The song selection was pretty damn fine – openers Boredom and Fast Cars had the crowd singing and bouncing from the instantly recognisable opening chords, whilst the rest of the set saw old and new material alike received with audible and visual pleasure from a raucous constantly moving, singing crowd. The expected singles and album favourites were present and the later material blended well; albeit with more heft and less pop than some of the tunes from the band’s first incarnation. But that’s a good thing as it gave the set breadth and depth, fleshing out the Buzzcocks sound with hard earned maturity.
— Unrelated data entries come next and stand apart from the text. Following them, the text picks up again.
//! CLI output formatting for migration passes.
//!
//! # Output Format
//!
//! Events stream as the pass runs, one entity per line with indented context:
//!
//! ```text
//! ==> dates
//!     Missing directory: ../blog/src/posts-zh_cn
//!     Indexed 42 legacy documents
//!     Updated post-a.md
//!         pubDate = 2021-05-01
//!     No match post-b.md
//!     Skipped post-c.md
//!         Reason: no pubDate field
//! ```
//!
//! and each pass ends with a summary:
//!
//! ```text
//! dates: 1 updated, 0 unchanged, 1 skipped, 1 unmatched
//!     Unmatched: post-b.md
//! ```
//!
//! Format functions return `Vec<String>` and do no I/O so they can be tested;
//! the `print_*` wrappers write to stdout.

use crate::migrate::{MigrateEvent, PassReport};
use std::path::Path;

/// Return indentation string: 4 spaces per depth level.
fn indent(depth: usize) -> String {
    "    ".repeat(depth)
}

/// Display name for a document: its filename, or the whole path if it has none.
fn file_label(path: &Path) -> String {
    path.file_name()
        .map(|f| f.to_string_lossy().into_owned())
        .unwrap_or_else(|| path.display().to_string())
}

fn plural(n: usize, one: &str, many: &str) -> String {
    if n == 1 {
        format!("{n} {one}")
    } else {
        format!("{n} {many}")
    }
}

/// Format a single migration event as display lines.
pub fn format_event(event: &MigrateEvent) -> Vec<String> {
    match event {
        MigrateEvent::PassStarted { pass } => vec![format!("==> {pass}")],
        MigrateEvent::IndexBuilt { entries } => vec![format!(
            "{}Indexed {}",
            indent(1),
            plural(*entries, "legacy document", "legacy documents")
        )],
        MigrateEvent::DirectoryMissing { path } => {
            vec![format!("{}Missing directory: {}", indent(1), path.display())]
        }
        MigrateEvent::SourceRejected { path, reason } => vec![
            format!("{}Ignored legacy {}", indent(1), file_label(path)),
            format!("{}Reason: {}", indent(2), reason),
        ],
        MigrateEvent::Unmatched { path } => {
            vec![format!("{}No match {}", indent(1), file_label(path))]
        }
        MigrateEvent::Updated { path, detail } => vec![
            format!("{}Updated {}", indent(1), file_label(path)),
            format!("{}{}", indent(2), detail),
        ],
        MigrateEvent::Unchanged { path } => {
            vec![format!("{}Unchanged {}", indent(1), file_label(path))]
        }
        MigrateEvent::Skipped { path, reason } => vec![
            format!("{}Skipped {}", indent(1), file_label(path)),
            format!("{}Reason: {}", indent(2), reason),
        ],
        MigrateEvent::DateDefaulted {
            path,
            value,
            reason,
        } => vec![
            format!("{}WARNING date defaulted in {}", indent(1), file_label(path)),
            format!("{}Used {} ({})", indent(2), value, reason),
        ],
    }
}

/// Format the end-of-pass summary.
pub fn format_report(report: &PassReport) -> Vec<String> {
    let mut lines = Vec::new();
    let verb = if report.dry_run { "would update" } else { "updated" };
    lines.push(format!(
        "{}: {} {}, {} unchanged, {} skipped, {} unmatched",
        report.pass,
        report.updated.len(),
        verb,
        report.unchanged.len(),
        report.skipped.len(),
        report.unmatched.len(),
    ));

    if !report.unmatched.is_empty() {
        let names: Vec<String> = report.unmatched.iter().map(|p| file_label(p)).collect();
        lines.push(format!("{}Unmatched: {}", indent(1), names.join(", ")));
    }
    if !report.defaulted.is_empty() {
        let names: Vec<String> = report.defaulted.iter().map(|p| file_label(p)).collect();
        lines.push(format!(
            "{}Defaulted dates: {}",
            indent(1),
            names.join(", ")
        ));
    }
    lines
}

/// Print a pass summary to stdout.
pub fn print_report(report: &PassReport) {
    for line in format_report(report) {
        println!("{}", line);
    }
}

#[cfg(test)]
mod tests {
    use super::*;
    use crate::migrate::PassKind;
    use std::path::PathBuf;

    fn empty_report(pass: PassKind) -> PassReport {
        PassReport {
            pass,
            dry_run: false,
            indexed: None,
            updated: vec![],
            unchanged: vec![],
            skipped: vec![],
            unmatched: vec![],
            defaulted: vec![],
        }
    }

    #[test]
    fn indent_levels() {
        assert_eq!(indent(0), "");
        assert_eq!(indent(2), "        ");
    }

    #[test]
    fn format_pass_started() {
        let lines = format_event(&MigrateEvent::PassStarted {
            pass: PassKind::Tags,
        });
        assert_eq!(lines, vec!["==> tags"]);
    }

    #[test]
    fn format_index_built_pluralizes() {
        assert_eq!(
            format_event(&MigrateEvent::IndexBuilt { entries: 1 }),
            vec!["    Indexed 1 legacy document"]
        );
        assert_eq!(
            format_event(&MigrateEvent::IndexBuilt { entries: 3 }),
            vec!["    Indexed 3 legacy documents"]
        );
    }

    #[test]
    fn format_updated_names_file_and_detail() {
        let lines = format_event(&MigrateEvent::Updated {
            path: PathBuf::from("/site/en/post-a.md"),
            detail: "pubDate = 2021-05-01".to_string(),
        });
        assert_eq!(
            lines,
            vec!["    Updated post-a.md", "        pubDate = 2021-05-01"]
        );
    }

    #[test]
    fn format_unmatched_names_file() {
        let lines = format_event(&MigrateEvent::Unmatched {
            path: PathBuf::from("/site/zh/post-b.md"),
        });
        assert_eq!(lines, vec!["    No match post-b.md"]);
    }

    #[test]
    fn format_skipped_with_reason() {
        let lines = format_event(&MigrateEvent::Skipped {
            path: PathBuf::from("c.md"),
            reason: "no pubDate field".to_string(),
        });
        assert_eq!(lines[1], "        Reason: no pubDate field");
    }

    #[test]
    fn format_date_defaulted_is_a_warning() {
        let lines = format_event(&MigrateEvent::DateDefaulted {
            path: PathBuf::from("d.md"),
            value: "2024-06-01".to_string(),
            reason: "could not parse date: soon".to_string(),
        });
        assert!(lines[0].contains("WARNING"));
        assert!(lines[1].contains("2024-06-01"));
    }

    #[test]
    fn format_report_summary_line() {
        let mut report = empty_report(PassKind::Dates);
        report.updated.push(PathBuf::from("a.md"));
        report.unmatched.push(PathBuf::from("/x/b.md"));
        report.unmatched.push(PathBuf::from("/x/c.md"));

        let lines = format_report(&report);
        assert_eq!(
            lines,
            vec![
                "dates: 1 updated, 0 unchanged, 0 skipped, 2 unmatched",
                "    Unmatched: b.md, c.md",
            ]
        );
    }

    #[test]
    fn format_report_dry_run_and_defaulted() {
        let mut report = empty_report(PassKind::Frontmatter);
        report.dry_run = true;
        report.defaulted.push(PathBuf::from("x.md"));

        let lines = format_report(&report);
        assert_eq!(
            lines[0],
            "frontmatter: 0 would update, 0 unchanged, 0 skipped, 0 unmatched"
        );
        assert_eq!(lines[1], "    Defaulted dates: x.md");
    }
}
Sick City was a banger and Autonomy kicked up a racket; the hat trick of Promises, Noise Annoys & You Say You Don’t Love Me left the crowd hoarse and spent.
The encore was never in doubt and the four tunes played were worth the price of admission alone: What Do I Get? a rampaging singalong; Orgasm Addict rambunctious, infectious & seedy; Ever Fallen in Love gloriously celebratory with more roof raising singing from the crowd and finally Harmony in My Head, which wrung ever last drop of sweat out of band and crowd alike as a triumphant swaggering set closer. Nostalgia for an age yet to come? Hardly, Buzzcocks are a vibrant going concern, their back catalogue still sounding fresh & vital and the new material more than its match. A night far from humdrum and totally lacking in boredom. B’dum B’dum.